> Task description: Tally how many lines in the material include the word "ValueEnum", then give that figure by itself.

(Beginning of Records for the task)

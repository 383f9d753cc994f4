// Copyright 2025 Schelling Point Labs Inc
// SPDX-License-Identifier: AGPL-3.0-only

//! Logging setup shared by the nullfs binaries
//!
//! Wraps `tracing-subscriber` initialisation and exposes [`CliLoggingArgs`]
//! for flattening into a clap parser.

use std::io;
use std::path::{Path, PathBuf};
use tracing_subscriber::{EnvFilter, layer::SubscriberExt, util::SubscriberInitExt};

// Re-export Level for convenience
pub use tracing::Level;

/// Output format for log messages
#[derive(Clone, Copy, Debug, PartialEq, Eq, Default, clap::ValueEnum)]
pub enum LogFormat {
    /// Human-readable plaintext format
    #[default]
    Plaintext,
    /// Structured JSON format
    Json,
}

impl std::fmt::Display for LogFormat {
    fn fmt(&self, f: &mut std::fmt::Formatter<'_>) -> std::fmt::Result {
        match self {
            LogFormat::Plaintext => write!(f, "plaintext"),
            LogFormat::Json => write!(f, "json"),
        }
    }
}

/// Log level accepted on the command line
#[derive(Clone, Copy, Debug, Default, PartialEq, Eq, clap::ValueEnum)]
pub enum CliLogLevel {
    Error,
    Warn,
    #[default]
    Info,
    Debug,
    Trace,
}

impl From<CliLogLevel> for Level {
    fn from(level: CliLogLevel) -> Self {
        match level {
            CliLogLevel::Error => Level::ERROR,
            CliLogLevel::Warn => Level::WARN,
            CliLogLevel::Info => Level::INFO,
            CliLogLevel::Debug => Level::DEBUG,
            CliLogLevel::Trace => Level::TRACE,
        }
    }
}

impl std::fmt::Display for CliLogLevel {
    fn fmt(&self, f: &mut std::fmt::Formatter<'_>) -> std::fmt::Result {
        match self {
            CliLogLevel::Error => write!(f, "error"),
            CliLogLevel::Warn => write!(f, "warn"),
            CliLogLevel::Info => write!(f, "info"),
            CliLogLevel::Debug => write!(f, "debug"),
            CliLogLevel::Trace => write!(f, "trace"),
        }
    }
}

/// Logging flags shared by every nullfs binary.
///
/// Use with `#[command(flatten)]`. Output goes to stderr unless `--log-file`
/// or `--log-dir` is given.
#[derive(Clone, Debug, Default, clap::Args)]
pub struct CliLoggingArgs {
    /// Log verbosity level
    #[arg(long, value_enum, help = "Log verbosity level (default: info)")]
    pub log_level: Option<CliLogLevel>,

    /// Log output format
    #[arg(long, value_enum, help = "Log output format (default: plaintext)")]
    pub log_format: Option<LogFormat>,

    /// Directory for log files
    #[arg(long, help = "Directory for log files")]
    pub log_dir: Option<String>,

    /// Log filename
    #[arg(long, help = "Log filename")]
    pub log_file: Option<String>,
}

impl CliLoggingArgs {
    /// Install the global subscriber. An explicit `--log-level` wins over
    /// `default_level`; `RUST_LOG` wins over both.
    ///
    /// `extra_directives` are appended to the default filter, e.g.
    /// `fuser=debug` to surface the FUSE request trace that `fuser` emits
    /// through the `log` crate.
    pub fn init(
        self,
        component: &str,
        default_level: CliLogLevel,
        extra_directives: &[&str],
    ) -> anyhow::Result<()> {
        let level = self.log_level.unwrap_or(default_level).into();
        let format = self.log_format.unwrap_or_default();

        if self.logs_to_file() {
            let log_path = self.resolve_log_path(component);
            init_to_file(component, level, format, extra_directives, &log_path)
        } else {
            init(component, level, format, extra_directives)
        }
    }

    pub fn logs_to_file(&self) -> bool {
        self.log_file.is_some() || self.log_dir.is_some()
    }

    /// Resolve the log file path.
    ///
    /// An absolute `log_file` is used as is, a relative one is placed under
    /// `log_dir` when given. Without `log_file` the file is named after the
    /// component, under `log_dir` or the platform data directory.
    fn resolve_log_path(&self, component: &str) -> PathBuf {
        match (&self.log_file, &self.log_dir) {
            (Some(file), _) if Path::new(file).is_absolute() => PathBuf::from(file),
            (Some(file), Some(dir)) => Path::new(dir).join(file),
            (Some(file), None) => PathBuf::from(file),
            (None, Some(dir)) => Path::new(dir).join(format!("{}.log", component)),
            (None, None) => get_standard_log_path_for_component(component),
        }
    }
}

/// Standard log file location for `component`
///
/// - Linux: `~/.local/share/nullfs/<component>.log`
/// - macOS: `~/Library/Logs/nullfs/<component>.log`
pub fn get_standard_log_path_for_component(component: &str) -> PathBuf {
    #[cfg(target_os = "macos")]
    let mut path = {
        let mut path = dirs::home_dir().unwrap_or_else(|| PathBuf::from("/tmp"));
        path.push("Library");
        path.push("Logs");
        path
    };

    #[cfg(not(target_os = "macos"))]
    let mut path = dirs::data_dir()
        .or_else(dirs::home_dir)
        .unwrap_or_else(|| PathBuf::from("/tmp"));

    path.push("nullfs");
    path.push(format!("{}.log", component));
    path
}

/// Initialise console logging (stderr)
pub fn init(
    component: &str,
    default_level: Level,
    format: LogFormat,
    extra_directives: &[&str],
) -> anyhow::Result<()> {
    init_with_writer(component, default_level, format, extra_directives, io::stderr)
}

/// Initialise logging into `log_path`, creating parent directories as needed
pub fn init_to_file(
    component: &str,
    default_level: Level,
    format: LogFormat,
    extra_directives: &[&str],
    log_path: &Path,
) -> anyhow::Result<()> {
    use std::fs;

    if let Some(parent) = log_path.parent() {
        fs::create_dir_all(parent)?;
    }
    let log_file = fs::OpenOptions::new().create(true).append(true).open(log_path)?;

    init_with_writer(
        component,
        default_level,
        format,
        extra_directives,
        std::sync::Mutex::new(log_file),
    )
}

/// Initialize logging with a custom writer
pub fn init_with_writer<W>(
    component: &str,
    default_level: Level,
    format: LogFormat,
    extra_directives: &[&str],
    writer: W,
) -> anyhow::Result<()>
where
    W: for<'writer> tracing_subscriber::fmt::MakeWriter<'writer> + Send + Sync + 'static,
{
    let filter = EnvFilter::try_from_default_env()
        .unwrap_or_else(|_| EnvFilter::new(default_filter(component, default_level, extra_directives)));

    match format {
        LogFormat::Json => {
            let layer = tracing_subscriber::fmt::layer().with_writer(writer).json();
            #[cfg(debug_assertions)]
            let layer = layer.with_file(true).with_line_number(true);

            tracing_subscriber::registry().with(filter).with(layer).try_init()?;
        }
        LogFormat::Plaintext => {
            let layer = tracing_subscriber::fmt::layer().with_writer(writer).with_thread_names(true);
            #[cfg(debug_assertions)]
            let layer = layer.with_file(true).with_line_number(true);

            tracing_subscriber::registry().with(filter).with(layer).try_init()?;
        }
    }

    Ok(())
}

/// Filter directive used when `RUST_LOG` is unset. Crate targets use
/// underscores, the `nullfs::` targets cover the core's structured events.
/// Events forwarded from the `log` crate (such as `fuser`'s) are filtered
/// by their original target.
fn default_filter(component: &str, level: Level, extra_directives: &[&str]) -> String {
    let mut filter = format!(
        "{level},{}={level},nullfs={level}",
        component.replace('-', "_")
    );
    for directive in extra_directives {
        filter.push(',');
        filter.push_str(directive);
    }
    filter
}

(End of Records for the task)
(Beginning of Records for the task)

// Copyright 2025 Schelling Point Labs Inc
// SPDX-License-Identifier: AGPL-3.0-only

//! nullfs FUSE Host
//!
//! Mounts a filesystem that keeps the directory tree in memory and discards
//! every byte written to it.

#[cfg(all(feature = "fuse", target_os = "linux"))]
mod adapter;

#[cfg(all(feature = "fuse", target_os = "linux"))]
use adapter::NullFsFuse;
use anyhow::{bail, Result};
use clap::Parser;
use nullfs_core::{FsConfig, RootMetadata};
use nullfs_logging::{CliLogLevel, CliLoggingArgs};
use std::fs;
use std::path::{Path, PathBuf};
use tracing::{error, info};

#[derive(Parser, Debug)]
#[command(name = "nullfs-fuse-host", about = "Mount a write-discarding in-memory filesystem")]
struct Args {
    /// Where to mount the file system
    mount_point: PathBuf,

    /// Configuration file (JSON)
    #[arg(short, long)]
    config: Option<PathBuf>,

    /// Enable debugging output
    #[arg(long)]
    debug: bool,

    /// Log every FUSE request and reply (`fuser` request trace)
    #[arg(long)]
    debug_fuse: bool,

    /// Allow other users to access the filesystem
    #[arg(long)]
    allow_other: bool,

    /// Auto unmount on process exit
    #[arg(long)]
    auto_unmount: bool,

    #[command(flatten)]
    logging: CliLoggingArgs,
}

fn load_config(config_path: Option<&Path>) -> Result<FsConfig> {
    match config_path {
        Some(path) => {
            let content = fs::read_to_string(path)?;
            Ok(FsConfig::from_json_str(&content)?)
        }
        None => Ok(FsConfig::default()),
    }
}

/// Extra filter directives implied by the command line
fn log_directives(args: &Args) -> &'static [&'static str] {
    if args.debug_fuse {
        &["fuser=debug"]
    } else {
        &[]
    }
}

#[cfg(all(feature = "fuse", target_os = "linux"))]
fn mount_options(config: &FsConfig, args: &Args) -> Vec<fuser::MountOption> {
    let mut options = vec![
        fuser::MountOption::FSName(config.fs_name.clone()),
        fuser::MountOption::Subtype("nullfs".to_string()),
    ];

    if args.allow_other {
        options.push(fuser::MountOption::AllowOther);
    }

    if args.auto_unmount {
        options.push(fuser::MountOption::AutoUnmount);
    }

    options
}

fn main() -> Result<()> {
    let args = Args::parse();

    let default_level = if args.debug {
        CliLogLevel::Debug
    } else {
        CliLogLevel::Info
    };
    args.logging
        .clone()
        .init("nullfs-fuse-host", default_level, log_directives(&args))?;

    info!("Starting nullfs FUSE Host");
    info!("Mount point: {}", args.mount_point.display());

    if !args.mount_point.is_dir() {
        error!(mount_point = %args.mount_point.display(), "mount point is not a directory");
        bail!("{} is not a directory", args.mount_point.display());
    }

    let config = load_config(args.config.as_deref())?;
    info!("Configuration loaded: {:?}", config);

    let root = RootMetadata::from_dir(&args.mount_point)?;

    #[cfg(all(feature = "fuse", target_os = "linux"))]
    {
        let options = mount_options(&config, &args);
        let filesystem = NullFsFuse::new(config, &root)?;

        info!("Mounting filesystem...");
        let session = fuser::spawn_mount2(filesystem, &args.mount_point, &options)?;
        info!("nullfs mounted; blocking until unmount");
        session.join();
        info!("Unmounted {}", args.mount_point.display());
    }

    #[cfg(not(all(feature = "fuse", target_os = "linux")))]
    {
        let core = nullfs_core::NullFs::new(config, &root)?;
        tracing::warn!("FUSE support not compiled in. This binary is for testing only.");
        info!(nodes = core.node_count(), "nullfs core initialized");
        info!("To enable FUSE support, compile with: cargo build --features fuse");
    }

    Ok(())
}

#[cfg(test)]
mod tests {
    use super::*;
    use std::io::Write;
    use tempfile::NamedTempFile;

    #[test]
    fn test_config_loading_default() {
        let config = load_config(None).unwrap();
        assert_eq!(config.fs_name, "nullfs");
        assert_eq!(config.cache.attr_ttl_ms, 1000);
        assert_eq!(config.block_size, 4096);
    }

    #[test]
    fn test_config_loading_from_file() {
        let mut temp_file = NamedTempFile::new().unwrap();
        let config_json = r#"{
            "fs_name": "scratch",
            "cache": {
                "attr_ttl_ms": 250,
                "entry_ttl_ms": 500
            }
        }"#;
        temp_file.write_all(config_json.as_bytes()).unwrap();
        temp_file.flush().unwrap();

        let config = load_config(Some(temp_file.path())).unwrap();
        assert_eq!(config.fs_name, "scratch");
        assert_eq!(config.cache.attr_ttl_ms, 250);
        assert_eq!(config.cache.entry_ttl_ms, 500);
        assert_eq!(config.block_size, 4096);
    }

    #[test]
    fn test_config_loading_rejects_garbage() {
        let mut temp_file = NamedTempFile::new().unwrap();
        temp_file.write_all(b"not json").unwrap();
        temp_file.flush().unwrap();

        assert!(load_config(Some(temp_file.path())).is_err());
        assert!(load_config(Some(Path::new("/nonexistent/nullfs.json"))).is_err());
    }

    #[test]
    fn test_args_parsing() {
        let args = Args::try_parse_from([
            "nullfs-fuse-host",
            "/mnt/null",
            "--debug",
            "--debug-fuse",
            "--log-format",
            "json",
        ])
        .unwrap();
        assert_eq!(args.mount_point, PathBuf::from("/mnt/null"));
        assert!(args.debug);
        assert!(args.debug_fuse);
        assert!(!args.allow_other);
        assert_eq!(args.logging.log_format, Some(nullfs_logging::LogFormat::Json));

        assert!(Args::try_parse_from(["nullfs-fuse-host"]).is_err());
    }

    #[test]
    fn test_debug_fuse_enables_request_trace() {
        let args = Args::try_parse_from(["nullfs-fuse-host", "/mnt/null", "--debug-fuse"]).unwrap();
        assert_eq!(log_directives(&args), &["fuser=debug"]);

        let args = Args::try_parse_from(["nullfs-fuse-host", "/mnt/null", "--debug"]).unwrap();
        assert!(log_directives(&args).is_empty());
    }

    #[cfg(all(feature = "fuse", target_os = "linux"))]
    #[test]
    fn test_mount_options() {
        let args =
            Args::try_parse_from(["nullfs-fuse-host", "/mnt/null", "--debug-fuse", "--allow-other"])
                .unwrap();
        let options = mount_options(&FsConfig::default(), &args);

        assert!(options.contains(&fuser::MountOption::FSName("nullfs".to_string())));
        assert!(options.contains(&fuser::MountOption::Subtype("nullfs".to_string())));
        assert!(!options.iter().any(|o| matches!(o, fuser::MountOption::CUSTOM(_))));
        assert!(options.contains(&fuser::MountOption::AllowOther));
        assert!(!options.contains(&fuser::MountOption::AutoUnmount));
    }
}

(End of Records for the task)
(Beginning of Records for the task)

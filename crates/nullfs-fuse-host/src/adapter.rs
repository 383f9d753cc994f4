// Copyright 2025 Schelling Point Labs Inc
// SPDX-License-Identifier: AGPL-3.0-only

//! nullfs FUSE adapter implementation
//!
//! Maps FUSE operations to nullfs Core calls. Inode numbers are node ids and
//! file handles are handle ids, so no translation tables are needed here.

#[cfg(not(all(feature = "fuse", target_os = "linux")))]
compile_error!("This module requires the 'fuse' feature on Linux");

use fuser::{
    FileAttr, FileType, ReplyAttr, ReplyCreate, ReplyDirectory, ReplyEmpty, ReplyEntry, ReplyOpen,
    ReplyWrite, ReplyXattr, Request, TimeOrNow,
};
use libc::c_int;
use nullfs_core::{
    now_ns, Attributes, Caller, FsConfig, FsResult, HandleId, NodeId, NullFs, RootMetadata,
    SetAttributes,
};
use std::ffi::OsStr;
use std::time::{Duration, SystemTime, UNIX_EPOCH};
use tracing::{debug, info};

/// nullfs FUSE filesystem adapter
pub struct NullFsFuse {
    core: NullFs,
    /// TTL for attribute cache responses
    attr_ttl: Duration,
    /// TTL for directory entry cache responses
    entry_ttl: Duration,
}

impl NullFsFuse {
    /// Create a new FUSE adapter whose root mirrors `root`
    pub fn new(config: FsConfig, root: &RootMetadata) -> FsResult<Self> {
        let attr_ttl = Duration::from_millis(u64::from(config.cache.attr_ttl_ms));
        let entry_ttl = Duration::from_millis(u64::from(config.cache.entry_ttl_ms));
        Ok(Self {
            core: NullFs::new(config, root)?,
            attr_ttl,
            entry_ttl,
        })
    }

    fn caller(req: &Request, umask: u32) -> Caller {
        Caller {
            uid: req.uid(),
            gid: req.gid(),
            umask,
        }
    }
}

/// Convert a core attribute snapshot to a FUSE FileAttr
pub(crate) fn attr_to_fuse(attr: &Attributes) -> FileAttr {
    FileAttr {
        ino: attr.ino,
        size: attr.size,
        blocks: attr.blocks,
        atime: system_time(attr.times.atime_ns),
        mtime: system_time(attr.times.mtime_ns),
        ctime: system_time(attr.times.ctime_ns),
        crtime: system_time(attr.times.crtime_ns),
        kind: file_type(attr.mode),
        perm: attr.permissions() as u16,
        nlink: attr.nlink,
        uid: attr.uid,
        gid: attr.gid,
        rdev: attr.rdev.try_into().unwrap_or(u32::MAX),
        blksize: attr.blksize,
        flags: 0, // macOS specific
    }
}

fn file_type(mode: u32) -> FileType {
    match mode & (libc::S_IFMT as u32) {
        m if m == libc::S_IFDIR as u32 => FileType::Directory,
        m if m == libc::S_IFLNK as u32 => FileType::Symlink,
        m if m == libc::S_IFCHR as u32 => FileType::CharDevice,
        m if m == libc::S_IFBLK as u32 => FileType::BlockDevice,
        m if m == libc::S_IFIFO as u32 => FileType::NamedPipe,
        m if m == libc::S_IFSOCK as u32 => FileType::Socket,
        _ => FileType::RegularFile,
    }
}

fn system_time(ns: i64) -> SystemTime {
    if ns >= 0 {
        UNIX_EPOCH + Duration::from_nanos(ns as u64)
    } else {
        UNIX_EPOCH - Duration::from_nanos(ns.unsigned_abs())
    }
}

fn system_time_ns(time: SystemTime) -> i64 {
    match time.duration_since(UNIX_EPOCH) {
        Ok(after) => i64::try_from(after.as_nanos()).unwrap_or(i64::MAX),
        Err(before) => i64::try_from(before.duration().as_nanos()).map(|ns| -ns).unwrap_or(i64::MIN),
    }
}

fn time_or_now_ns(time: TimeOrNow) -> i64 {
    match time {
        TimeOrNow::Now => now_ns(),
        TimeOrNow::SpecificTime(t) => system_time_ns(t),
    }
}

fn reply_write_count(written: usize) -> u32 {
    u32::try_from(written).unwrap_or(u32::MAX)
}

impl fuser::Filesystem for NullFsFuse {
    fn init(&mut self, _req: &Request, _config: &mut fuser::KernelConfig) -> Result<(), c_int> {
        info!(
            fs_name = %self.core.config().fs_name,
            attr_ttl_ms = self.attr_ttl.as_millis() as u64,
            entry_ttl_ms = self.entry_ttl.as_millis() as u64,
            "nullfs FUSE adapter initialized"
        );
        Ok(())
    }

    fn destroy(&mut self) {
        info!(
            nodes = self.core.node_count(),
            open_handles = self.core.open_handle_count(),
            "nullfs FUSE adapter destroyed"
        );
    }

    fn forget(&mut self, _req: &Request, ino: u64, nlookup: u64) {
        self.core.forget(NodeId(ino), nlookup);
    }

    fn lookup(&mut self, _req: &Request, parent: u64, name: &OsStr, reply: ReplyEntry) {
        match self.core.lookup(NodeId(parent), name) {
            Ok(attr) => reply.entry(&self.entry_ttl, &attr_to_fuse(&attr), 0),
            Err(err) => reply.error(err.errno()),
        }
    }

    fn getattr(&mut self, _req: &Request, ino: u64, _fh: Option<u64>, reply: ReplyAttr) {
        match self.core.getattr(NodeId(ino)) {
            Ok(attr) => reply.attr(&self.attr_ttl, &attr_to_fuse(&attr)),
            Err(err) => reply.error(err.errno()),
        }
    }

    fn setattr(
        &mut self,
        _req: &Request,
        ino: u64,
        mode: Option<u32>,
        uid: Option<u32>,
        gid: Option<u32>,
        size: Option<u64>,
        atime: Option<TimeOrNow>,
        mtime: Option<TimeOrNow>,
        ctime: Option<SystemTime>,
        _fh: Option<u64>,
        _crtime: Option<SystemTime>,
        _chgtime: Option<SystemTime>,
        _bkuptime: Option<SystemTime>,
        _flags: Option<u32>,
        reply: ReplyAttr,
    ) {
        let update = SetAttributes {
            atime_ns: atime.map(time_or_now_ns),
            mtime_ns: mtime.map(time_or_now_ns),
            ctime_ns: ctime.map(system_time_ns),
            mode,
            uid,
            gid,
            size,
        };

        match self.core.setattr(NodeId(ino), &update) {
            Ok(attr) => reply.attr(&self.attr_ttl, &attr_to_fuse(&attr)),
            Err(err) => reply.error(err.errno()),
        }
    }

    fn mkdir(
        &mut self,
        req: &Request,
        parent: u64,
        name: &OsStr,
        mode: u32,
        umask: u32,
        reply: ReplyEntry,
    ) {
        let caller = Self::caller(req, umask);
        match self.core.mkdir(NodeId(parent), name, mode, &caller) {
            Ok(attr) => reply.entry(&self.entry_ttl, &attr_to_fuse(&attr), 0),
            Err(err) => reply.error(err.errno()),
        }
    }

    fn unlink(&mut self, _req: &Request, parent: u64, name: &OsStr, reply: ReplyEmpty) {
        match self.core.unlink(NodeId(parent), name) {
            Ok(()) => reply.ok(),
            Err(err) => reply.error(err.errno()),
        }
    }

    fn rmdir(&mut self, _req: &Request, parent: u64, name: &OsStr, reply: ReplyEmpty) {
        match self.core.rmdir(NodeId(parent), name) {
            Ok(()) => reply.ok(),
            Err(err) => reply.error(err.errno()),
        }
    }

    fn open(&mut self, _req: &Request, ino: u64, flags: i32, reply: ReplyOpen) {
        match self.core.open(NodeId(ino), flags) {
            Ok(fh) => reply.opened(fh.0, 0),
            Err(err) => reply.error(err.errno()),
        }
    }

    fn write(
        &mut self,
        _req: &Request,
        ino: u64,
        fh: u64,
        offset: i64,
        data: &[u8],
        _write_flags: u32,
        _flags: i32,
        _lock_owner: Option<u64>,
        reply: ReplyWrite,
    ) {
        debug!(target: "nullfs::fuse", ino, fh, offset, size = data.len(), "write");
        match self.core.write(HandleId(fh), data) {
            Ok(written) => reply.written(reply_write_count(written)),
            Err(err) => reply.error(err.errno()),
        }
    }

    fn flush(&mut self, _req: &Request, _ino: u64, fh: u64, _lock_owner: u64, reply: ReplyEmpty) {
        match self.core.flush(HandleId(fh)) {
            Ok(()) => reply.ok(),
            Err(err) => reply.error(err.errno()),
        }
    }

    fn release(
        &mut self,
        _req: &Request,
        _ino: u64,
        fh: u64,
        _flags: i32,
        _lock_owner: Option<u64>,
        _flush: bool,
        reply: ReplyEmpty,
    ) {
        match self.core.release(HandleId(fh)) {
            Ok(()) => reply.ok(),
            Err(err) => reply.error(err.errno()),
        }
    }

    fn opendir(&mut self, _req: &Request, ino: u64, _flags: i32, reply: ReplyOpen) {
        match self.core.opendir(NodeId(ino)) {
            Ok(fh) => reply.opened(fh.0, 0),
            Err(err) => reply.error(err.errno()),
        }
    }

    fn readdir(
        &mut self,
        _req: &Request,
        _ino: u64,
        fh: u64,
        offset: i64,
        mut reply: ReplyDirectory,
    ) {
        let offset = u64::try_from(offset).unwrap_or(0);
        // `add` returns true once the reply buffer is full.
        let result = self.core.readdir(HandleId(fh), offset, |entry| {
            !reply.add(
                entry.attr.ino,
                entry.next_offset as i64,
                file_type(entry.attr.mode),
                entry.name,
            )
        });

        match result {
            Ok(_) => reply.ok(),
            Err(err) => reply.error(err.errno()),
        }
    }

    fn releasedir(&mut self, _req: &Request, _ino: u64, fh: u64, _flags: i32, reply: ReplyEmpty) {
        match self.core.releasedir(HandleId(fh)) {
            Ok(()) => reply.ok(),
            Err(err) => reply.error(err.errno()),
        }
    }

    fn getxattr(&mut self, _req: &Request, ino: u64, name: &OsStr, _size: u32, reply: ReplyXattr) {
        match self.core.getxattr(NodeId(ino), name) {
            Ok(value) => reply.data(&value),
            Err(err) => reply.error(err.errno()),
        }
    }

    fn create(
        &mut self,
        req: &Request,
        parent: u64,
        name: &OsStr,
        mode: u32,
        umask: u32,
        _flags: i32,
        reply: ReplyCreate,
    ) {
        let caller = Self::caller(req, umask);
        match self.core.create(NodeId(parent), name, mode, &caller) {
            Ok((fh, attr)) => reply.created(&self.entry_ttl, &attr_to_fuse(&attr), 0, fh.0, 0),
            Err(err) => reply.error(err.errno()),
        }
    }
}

(End of Records for the task)

> Reply: 2